Use AI to chat with a relational SQL database with natural language!
Science & Technology
Introduction
In this article, we will explore an exciting integration of OpenAI's capabilities to interact with relational databases using natural language, eliminating the need for end-users to write complex SQL queries. This approach is designed to demonstrate how AI can facilitate communication with relational databases, such as Azure SQL, MySQL, or PostgreSQL, by converting user-friendly language into SQL queries.
Introduction
As developers, we often work with relational databases that form the backbone of many applications. However, querying complex datasets typically requires a good understanding of SQL, which can be a barrier for end-users. By harnessing the capabilities of OpenAI and its GPT-4 model, we can create a solution where users can simply type a question in natural language, and the AI will convert it into SQL queries, fetch the results, and provide a summary of its understanding.
Setting Up the Environment
For this project, we created an application connected to an Azure SQL database and an Azure OpenAI service. However, it is crucial to stress that these concepts can also be applied to other relational databases like MySQL or PostgreSQL.
Creating a Database with Sample Data
To ease the development process, the Azure SQL database can be pre-populated with sample data. During the setup, users can select the option to use sample data from the Adventure Works LT database, which includes tables for customers, employees, orders, and products. This sample data makes it easier to demonstrate the capabilities of the application without the burden of manually feeding data into the database.
The App in Action
The app we built allows users to perform various queries with simple natural language prompts. For instance, when a user types "Show me all of the products," the AI processes this input and generates the corresponding SQL query to retrieve all products.
The interesting aspect of this approach is its flexibility; users can use different variations of the same query, such as "Retrieve all of the customers who live in Germany," and the AI will still correctly interpret and execute the request.
Advanced Queries
Beyond simple data retrieval, the AI can also handle more complex queries involving filtering, joins, and calculations. For example, asking "Show the total price for all orders for Hannah" generates a sophisticated SQL query that combines multiple joins and calculations, demonstrating the power of this system.
To further improve the output format, users can specify requests like "round to the nearest dollar and format as currency," resulting in a neatly formatted response.
App Architecture Breakdown
The architecture of the application includes several components:
- Frontend: The browser interface where users submit their queries.
- Backend: Running locally, it processes user requests.
- OpenAI Service: Converts natural language into SQL queries.
- Database: Executes the SQL queries and returns the results.
With this configuration, users can communicate naturally without needing extensive technical knowledge.
OpenAI and Prompt Engineering
The key to successfully utilizing AI in database querying lies in prompt engineering. We designed a system message for the AI that outlines the schema of the database, guiding it in generating accurate SQL queries. By specifying the table names, columns, and desired output format, we enable the AI to better understand and generate the required queries.

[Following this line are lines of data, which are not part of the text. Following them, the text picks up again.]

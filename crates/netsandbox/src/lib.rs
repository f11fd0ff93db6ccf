//! netsandbox - ephemeral EC2 network sandbox orchestrator
//!
//! `start` builds a VPC, subnet, internet gateway, routing, security group
//! and a single instance, tagging each for later discovery. `stop` finds the
//! same resources again through those tags and removes them.

pub mod aws;
pub mod config;
pub mod dispatch;
pub mod error;
pub mod orchestrator;
pub mod wait;

#[cfg(test)]
pub(crate) mod testing;

pub use dispatch::{Dispatcher, parse_request};
pub use error::{Result, SandboxError};
//! Sandbox resource kinds and their name-tag suffixes
//!
//! Every resource created during provisioning carries a name tag built from
//! the request's namespace value plus the suffix of its kind. Teardown finds
//! resources again through exactly these suffixes.

/// Types of AWS resources that make up a sandbox
#[derive(Debug, Clone, Copy, PartialEq, Eq, Hash, strum::Display)]
#[strum(serialize_all = "kebab-case")]
pub enum ResourceKind {
    /// VPC (the network)
    Vpc,
    /// Subnet inside the VPC
    Subnet,
    /// Internet gateway attached to the VPC
    InternetGateway,
    /// Main route table of the VPC
    RouteTable,
    /// Security group holding the ingress rules
    SecurityGroup,
    /// The single EC2 instance
    Instance,
}

impl ResourceKind {
    /// Name-tag suffix appended to the namespace value for this kind
    pub fn name_suffix(self) -> &'static str {
        match self {
            ResourceKind::Vpc => "-vpc",
            ResourceKind::Subnet => "-sub",
            ResourceKind::InternetGateway => "-igw",
            ResourceKind::RouteTable => "-rtb",
            ResourceKind::SecurityGroup => "-sg",
            ResourceKind::Instance => "-ec2",
        }
    }
}

/// An identifier returned by a create call, paired with its kind.
///
/// Handles only live for the duration of one orchestrator run.
#[derive(Debug, Clone, PartialEq, Eq)]
pub struct ResourceHandle {
    pub kind: ResourceKind,
    pub id: String,
}

impl ResourceHandle {
    pub fn new(kind: ResourceKind, id: impl Into<String>) -> Self {
        Self {
            kind,
            id: id.into(),
        }
    }
}

impl std::fmt::Display for ResourceHandle {
    fn fmt(&self, f: &mut std::fmt::Formatter<'_>) -> std::fmt::Result {
        write!(f, "{} {}", self.kind, self.id)
    }
}
//! Sandbox request types
//!
//! A request arrives as a loosely-shaped JSON object ([`RequestEvent`]) in
//! which every field is optional. Validation applies the documented defaults,
//! checks the mode and normalizes the ingress rules into a [`Request`] that the
//! orchestrators consume.

use crate::defaults::{
    DEFAULT_INGRESS_CIDR, default_ami_id, default_instance_type, default_key_pair, default_state,
    default_subnet_cidr, default_tag_name, default_tag_name_value, default_tag_project,
    default_tag_project_value, default_vpc_cidr,
};
use crate::error::RequestError;
use crate::tags::TagNamespace;
use serde::de::Error as _;
use serde::{Deserialize, Deserializer, Serialize};
use tracing::warn;

/// Which phase an invocation runs
///
/// Only the exact lowercase names parse; `STOP` is an unknown mode, not a
/// teardown.
#[derive(Debug, Clone, Copy, PartialEq, Eq, Hash, strum::Display, strum::EnumString)]
#[strum(serialize_all = "lowercase")]
pub enum Mode {
    /// Provision the sandbox
    Start,
    /// Tear the sandbox down
    Stop,
}

/// IPv4 source range of an ingress rule
#[derive(Debug, Clone, PartialEq, Eq, Serialize, Deserialize)]
#[serde(rename_all = "PascalCase", deny_unknown_fields)]
pub struct IpRangeSpec {
    pub cidr_ip: String,
    #[serde(default, skip_serializing_if = "Option::is_none")]
    pub description: Option<String>,
}

/// IPv6 source range of an ingress rule
#[derive(Debug, Clone, PartialEq, Eq, Serialize, Deserialize)]
#[serde(rename_all = "PascalCase", deny_unknown_fields)]
pub struct Ipv6RangeSpec {
    pub cidr_ipv6: String,
    #[serde(default, skip_serializing_if = "Option::is_none")]
    pub description: Option<String>,
}

/// Another security group as the source of an ingress rule
#[derive(Debug, Clone, PartialEq, Eq, Serialize, Deserialize)]
#[serde(rename_all = "PascalCase", deny_unknown_fields)]
pub struct UserIdGroupPairSpec {
    pub group_id: String,
    #[serde(default, skip_serializing_if = "Option::is_none")]
    pub description: Option<String>,
}

/// Managed prefix list as the source of an ingress rule
#[derive(Debug, Clone, PartialEq, Eq, Serialize, Deserialize)]
#[serde(rename_all = "PascalCase", deny_unknown_fields)]
pub struct PrefixListIdSpec {
    pub prefix_list_id: String,
    #[serde(default, skip_serializing_if = "Option::is_none")]
    pub description: Option<String>,
}

/// One inbound security group rule, in the provider's `IpPermissions` shape
#[derive(Debug, Clone, PartialEq, Eq, Serialize, Deserialize)]
#[serde(rename_all = "PascalCase", deny_unknown_fields)]
pub struct IngressRule {
    /// `tcp`, `udp`, `icmp` or `-1` for all traffic
    pub ip_protocol: String,
    #[serde(default, skip_serializing_if = "Option::is_none")]
    pub from_port: Option<i32>,
    #[serde(default, skip_serializing_if = "Option::is_none")]
    pub to_port: Option<i32>,
    #[serde(default, skip_serializing_if = "Vec::is_empty")]
    pub ip_ranges: Vec<IpRangeSpec>,
    #[serde(default, skip_serializing_if = "Vec::is_empty")]
    pub ipv6_ranges: Vec<Ipv6RangeSpec>,
    #[serde(default, skip_serializing_if = "Vec::is_empty")]
    pub user_id_group_pairs: Vec<UserIdGroupPairSpec>,
    #[serde(default, skip_serializing_if = "Vec::is_empty")]
    pub prefix_list_ids: Vec<PrefixListIdSpec>,
}

impl IngressRule {
    /// TCP rule for a single port open to one IPv4 range
    pub fn tcp(port: i32, cidr_ip: impl Into<String>) -> Self {
        Self {
            ip_protocol: "tcp".to_string(),
            from_port: Some(port),
            to_port: Some(port),
            ip_ranges: vec![IpRangeSpec {
                cidr_ip: cidr_ip.into(),
                description: None,
            }],
            ipv6_ranges: Vec::new(),
            user_id_group_pairs: Vec::new(),
            prefix_list_ids: Vec::new(),
        }
    }
}

/// Default ingress: SSH and HTTP from anywhere
pub fn default_ingress_rules() -> IngressRulesInput {
    IngressRulesInput::Flat(vec![
        IngressRule::tcp(22, DEFAULT_INGRESS_CIDR),
        IngressRule::tcp(80, DEFAULT_INGRESS_CIDR),
    ])
}

/// Ingress rules as they may arrive on the wire.
///
/// Some callers wrap the rule list in one extra list. That shape is accepted
/// only when it is unambiguous (exactly one inner list).
#[derive(Debug, Clone, PartialEq, Eq, Serialize)]
#[serde(untagged)]
pub enum IngressRulesInput {
    Flat(Vec<IngressRule>),
    Nested(Vec<Vec<IngressRule>>),
}

// The shape is picked from the JSON first so a bad rule reports its own
// field error instead of "did not match any variant".
impl<'de> Deserialize<'de> for IngressRulesInput {
    fn deserialize<D: Deserializer<'de>>(deserializer: D) -> Result<Self, D::Error> {
        let value = serde_json::Value::deserialize(deserializer)?;
        let nested = value.as_array().is_some_and(|items| {
            !items.is_empty() && items.iter().all(serde_json::Value::is_array)
        });

        let parsed = if nested {
            serde_json::from_value(value).map(IngressRulesInput::Nested)
        } else {
            serde_json::from_value(value).map(IngressRulesInput::Flat)
        };
        parsed.map_err(|e| D::Error::custom(format!("invalid ingress_rules: {e}")))
    }
}

impl IngressRulesInput {
    /// Normalize to a flat, ordered rule list.
    pub fn into_flat(self) -> Result<Vec<IngressRule>, RequestError> {
        match self {
            IngressRulesInput::Flat(rules) => Ok(rules),
            IngressRulesInput::Nested(mut lists) => match lists.len() {
                0 => Ok(Vec::new()),
                1 => {
                    warn!("ingress_rules arrived wrapped in an extra list; unwrapping one level");
                    Ok(lists.remove(0))
                }
                n => Err(RequestError::NestedIngressRules(n)),
            },
        }
    }
}

/// Raw request as received by the dispatcher. Every field is optional.
#[derive(Debug, Clone, Serialize, Deserialize)]
pub struct RequestEvent {
    #[serde(default = "default_state")]
    pub state: String,

    #[serde(default = "default_vpc_cidr")]
    pub vpc_cidr: String,

    #[serde(default = "default_subnet_cidr")]
    pub subnet_cidr: String,

    #[serde(default = "default_instance_type")]
    pub instance_type: String,

    #[serde(default = "default_ami_id")]
    pub ami_id: String,

    /// SSH key pair name; `null` or `""` launches without one
    #[serde(default = "default_key_pair")]
    pub key_pair: Option<String>,

    #[serde(default = "default_ingress_rules")]
    pub ingress_rules: IngressRulesInput,

    #[serde(default = "default_tag_name")]
    pub tag_name: String,

    #[serde(default = "default_tag_name_value")]
    pub tag_name_value: String,

    #[serde(default = "default_tag_project")]
    pub tag_project: String,

    #[serde(default = "default_tag_project_value")]
    pub tag_project_value: String,

    /// Placement for the subnet and instance; the provider chooses when absent
    #[serde(default)]
    pub availability_zone: Option<String>,
}

impl Default for RequestEvent {
    fn default() -> Self {
        Self {
            state: default_state(),
            vpc_cidr: default_vpc_cidr(),
            subnet_cidr: default_subnet_cidr(),
            instance_type: default_instance_type(),
            ami_id: default_ami_id(),
            key_pair: default_key_pair(),
            ingress_rules: default_ingress_rules(),
            tag_name: default_tag_name(),
            tag_name_value: default_tag_name_value(),
            tag_project: default_tag_project(),
            tag_project_value: default_tag_project_value(),
            availability_zone: None,
        }
    }
}

impl RequestEvent {
    /// Parse a request from a JSON value. `null` means "all defaults".
    pub fn from_value(value: serde_json::Value) -> Result<Self, RequestError> {
        if value.is_null() {
            return Ok(Self::default());
        }
        Ok(serde_json::from_value(value)?)
    }

    /// Check the mode, normalize ingress rules and apply empty-means-absent rules.
    pub fn validate(self) -> Result<Request, RequestError> {
        let mode = self
            .state
            .parse::<Mode>()
            .map_err(|_| RequestError::UnknownMode(self.state.clone()))?;

        for (field, value) in [
            ("tag_name", &self.tag_name),
            ("tag_name_value", &self.tag_name_value),
            ("tag_project", &self.tag_project),
            ("tag_project_value", &self.tag_project_value),
        ] {
            if value.trim().is_empty() {
                return Err(RequestError::EmptyTagField(field));
            }
        }

        let ingress_rules = self.ingress_rules.into_flat()?;

        Ok(Request {
            mode,
            network: NetworkSpec {
                vpc_cidr: self.vpc_cidr,
                subnet_cidr: self.subnet_cidr,
                availability_zone: self.availability_zone.filter(|az| !az.is_empty()),
            },
            compute: ComputeSpec {
                ami_id: self.ami_id,
                instance_type: self.instance_type,
                key_pair: self.key_pair.filter(|k| !k.is_empty()),
            },
            ingress_rules,
            tags: TagNamespace {
                name_key: self.tag_name,
                name_value: self.tag_name_value,
                project_key: self.tag_project,
                project_value: self.tag_project_value,
            },
        })
    }
}

/// Network address layout
#[derive(Debug, Clone, PartialEq, Eq)]
pub struct NetworkSpec {
    pub vpc_cidr: String,
    pub subnet_cidr: String,
    pub availability_zone: Option<String>,
}

/// Compute instance parameters
#[derive(Debug, Clone, PartialEq, Eq)]
pub struct ComputeSpec {
    pub ami_id: String,
    pub instance_type: String,
    pub key_pair: Option<String>,
}

/// Validated request consumed by the orchestrators
#[derive(Debug, Clone, PartialEq, Eq)]
pub struct Request {
    pub mode: Mode,
    pub network: NetworkSpec,
    pub compute: ComputeSpec,
    pub ingress_rules: Vec<IngressRule>,
    pub tags: TagNamespace,
}

impl Default for Request {
    fn default() -> Self {
        Self {
            mode: Mode::Stop,
            network: NetworkSpec {
                vpc_cidr: default_vpc_cidr(),
                subnet_cidr: default_subnet_cidr(),
                availability_zone: None,
            },
            compute: ComputeSpec {
                ami_id: default_ami_id(),
                instance_type: default_instance_type(),
                key_pair: default_key_pair(),
            },
            ingress_rules: vec![
                IngressRule::tcp(22, DEFAULT_INGRESS_CIDR),
                IngressRule::tcp(80, DEFAULT_INGRESS_CIDR),
            ],
            tags: TagNamespace::default(),
        }
    }
}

Final Thoughts and Alternatives
While this application demonstrates a powerful alternative to traditional querying methods, it’s essential to consider the limitations of other approaches. For example, some Azure AI search services require predetermined queries, which may not offer the same flexibility as our AI-based solution.
By leveraging AI for natural language queries, we can improve the accessibility of database interactions for users unfamiliar with SQL, broadening the range of who can utilize data effectively.
Conclusion
Through this project, we have explored how AI can be employed to facilitate communication with relational databases using natural language, showcasing the transformative potential of prompt engineering in query generation.
Keywords
- AI
- Natural Language Processing
- SQL Queries
- OpenAI
- Relational Database
- Azure SQL
- GPT-4
- Prompt Engineering
FAQ
Q1: What is the main purpose of this integration between AI and relational databases? A1: The primary goal is to allow users to interact with relational databases using natural language, making it easier for those without SQL knowledge to query complex datasets.
Q2: Can this approach work with databases other than Azure SQL? A2: Yes, the concepts can be applied to any relational database such as MySQL or PostgreSQL, as long as the AI model is configured appropriately.
Q3: How does the AI know the database schema? A3: Through prompt engineering, the schema is defined within the system message sent to the AI, guiding it in generating accurate SQL queries based on the provided table and column names.
Q4: What are some limitations of using AI for database querying? A4: Some limitations include variations in SQL dialects depending on the database provider and the possibility of generating incorrect queries if the schema is not accurately defined or communicated to the AI.